The University of Nottingham said hackers accessed a significant amount of personal student data in a cyber-attack detected on Tuesday, forcing the university to take affected systems offline while it tries to work out exactly what was taken.
The breach is being searched now because the university has already begun contacting current students and alumni whose details may have been exposed, while also warning that financial information may be among the records accessed from its Campus Solutions system. Jason Carter said the university immediately moved to contain the incident and opened a comprehensive investigation, adding that it was still trying to verify the exact scope of the data accessed and would provide further updates as those details are confirmed.

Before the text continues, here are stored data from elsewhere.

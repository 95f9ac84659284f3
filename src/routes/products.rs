use actix_web::{Responder, get, post, web};
use actix_web_flash_messages::IncomingFlashMessages;
use pushkind_common::domain::auth::AuthenticatedUser;
use pushkind_common::models::config::CommonServerConfig;
use pushkind_common::routes::base_context;
use tera::Tera;

use crate::forms::products::ProductForm;
use crate::pagination::PageQuery;
use crate::repository::DieselRepository;
use crate::routes::respond;
use crate::views::products;

#[get("/")]
pub async fn show_products(
    params: web::Query<PageQuery>,
    user: AuthenticatedUser,
    repo: web::Data<DieselRepository>,
    flash_messages: IncomingFlashMessages,
    server_config: web::Data<CommonServerConfig>,
    tera: web::Data<Tera>,
) -> impl Responder {
    let context = base_context(
        &flash_messages,
        &user,
        "products",
        &server_config.auth_service_url,
    );
    let result = products::show_products(repo.get_ref(), params.number());
    respond(result, &tera, context, "list products")
}

#[get("/product/{product_id:\\d+}/")]
pub async fn show_product(
    product_id: web::Path<i32>,
    params: web::Query<PageQuery>,
    user: AuthenticatedUser,
    repo: web::Data<DieselRepository>,
    flash_messages: IncomingFlashMessages,
    server_config: web::Data<CommonServerConfig>,
    tera: web::Data<Tera>,
) -> impl Responder {
    let product_id = product_id.into_inner();
    let context = base_context(
        &flash_messages,
        &user,
        "products",
        &server_config.auth_service_url,
    );
    let result = products::show_product(repo.get_ref(), product_id, params.number());
    respond(result, &tera, context, &format!("show product {product_id}"))
}

#[get("/product/add/")]
pub async fn new_product(
    user: AuthenticatedUser,
    flash_messages: IncomingFlashMessages,
    server_config: web::Data<CommonServerConfig>,
    tera: web::Data<Tera>,
) -> impl Responder {
    let context = base_context(
        &flash_messages,
        &user,
        "products",
        &server_config.auth_service_url,
    );
    respond(products::new_product_form(), &tera, context, "show product form")
}

#[post("/product/add/")]
pub async fn create_product(
    user: AuthenticatedUser,
    repo: web::Data<DieselRepository>,
    flash_messages: IncomingFlashMessages,
    server_config: web::Data<CommonServerConfig>,
    tera: web::Data<Tera>,
    web::Form(form): web::Form<ProductForm>,
) -> impl Responder {
    let context = base_context(
        &flash_messages,
        &user,
        "products",
        &server_config.auth_service_url,
    );
    let result = products::create_product(repo.get_ref(), form);
    respond(result, &tera, context, "create product")
}

#[get("/product/{product_id:\\d+}/edit/")]
pub async fn edit_product(
    product_id: web::Path<i32>,
    user: AuthenticatedUser,
    repo: web::Data<DieselRepository>,
    flash_messages: IncomingFlashMessages,
    server_config: web::Data<CommonServerConfig>,
    tera: web::Data<Tera>,
) -> impl Responder {
    let product_id = product_id.into_inner();
    let context = base_context(
        &flash_messages,
        &user,
        "products",
        &server_config.auth_service_url,
    );
    let result = products::edit_product_form(repo.get_ref(), product_id);
    respond(result, &tera, context, &format!("edit product {product_id}"))
}

#[post("/product/{product_id:\\d+}/edit/")]
pub async fn update_product(
    product_id: web::Path<i32>,
    user: AuthenticatedUser,
    repo: web::Data<DieselRepository>,
    flash_messages: IncomingFlashMessages,
    server_config: web::Data<CommonServerConfig>,
    tera: web::Data<Tera>,
    web::Form(form): web::Form<ProductForm>,
) -> impl Responder {
    let product_id = product_id.into_inner();
    let context = base_context(
        &flash_messages,
        &user,
        "products",
        &server_config.auth_service_url,
    );
    let result = products::update_product(repo.get_ref(), product_id, form);
    respond(result, &tera, context, &format!("update product {product_id}"))
}

#[get("/product/{product_id:\\d+}/delete/")]
pub async fn confirm_delete_product(
    product_id: web::Path<i32>,
    user: AuthenticatedUser,
    repo: web::Data<DieselRepository>,
    flash_messages: IncomingFlashMessages,
    server_config: web::Data<CommonServerConfig>,
    tera: web::Data<Tera>,
) -> impl Responder {
    let product_id = product_id.into_inner();
    let context = base_context(
        &flash_messages,
        &user,
        "products",
        &server_config.auth_service_url,
    );
    let result = products::confirm_product_delete(repo.get_ref(), product_id);
    respond(result, &tera, context, &format!("confirm deletion of product {product_id}"))
}

#[post("/product/{product_id:\\d+}/delete/")]
pub async fn delete_product(
    product_id: web::Path<i32>,
    user: AuthenticatedUser,
    repo: web::Data<DieselRepository>,
    flash_messages: IncomingFlashMessages,
    server_config: web::Data<CommonServerConfig>,
    tera: web::Data<Tera>,
) -> impl Responder {
    let product_id = product_id.into_inner();
    let context = base_context(
        &flash_messages,
        &user,
        "products",
        &server_config.auth_service_url,
    );
    let result = products::delete_product(repo.get_ref(), product_id);
    respond(result, &tera, context, &format!("delete product {product_id}"))
}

For Abigail Maguire, the concern is not just that her records may have been taken, but how they could be used. She said she fears the university will rely on her earlier grades when it calculates her final degree result, even though she says that would not reflect the work she has done in her final year. That worry lands at a university already under pressure from elsewhere on campus, with staff told 2,700 jobs are at risk of redundancy and marking and assessment boycotts under way.
The university said the data believed to have been accessed came from its record system and involved information on current students and alumni. It said it was working closely with Action Fraud, the Information Commissioner's Office and other regulatory bodies, and that those behind the attack had previously targeted a number of other organisations. But even after contacting affected people, the university says it has not yet verified the exact scope of the breach, leaving open the basic question of which specific records are now in other hands.
It has promised to stay in contact with those affected and keep issuing updates as the investigation develops. For students and alumni, the next answer that matters is not whether a breach happened — that part is already clear — but whether the exposed files include enough information to create a lasting risk beyond this week.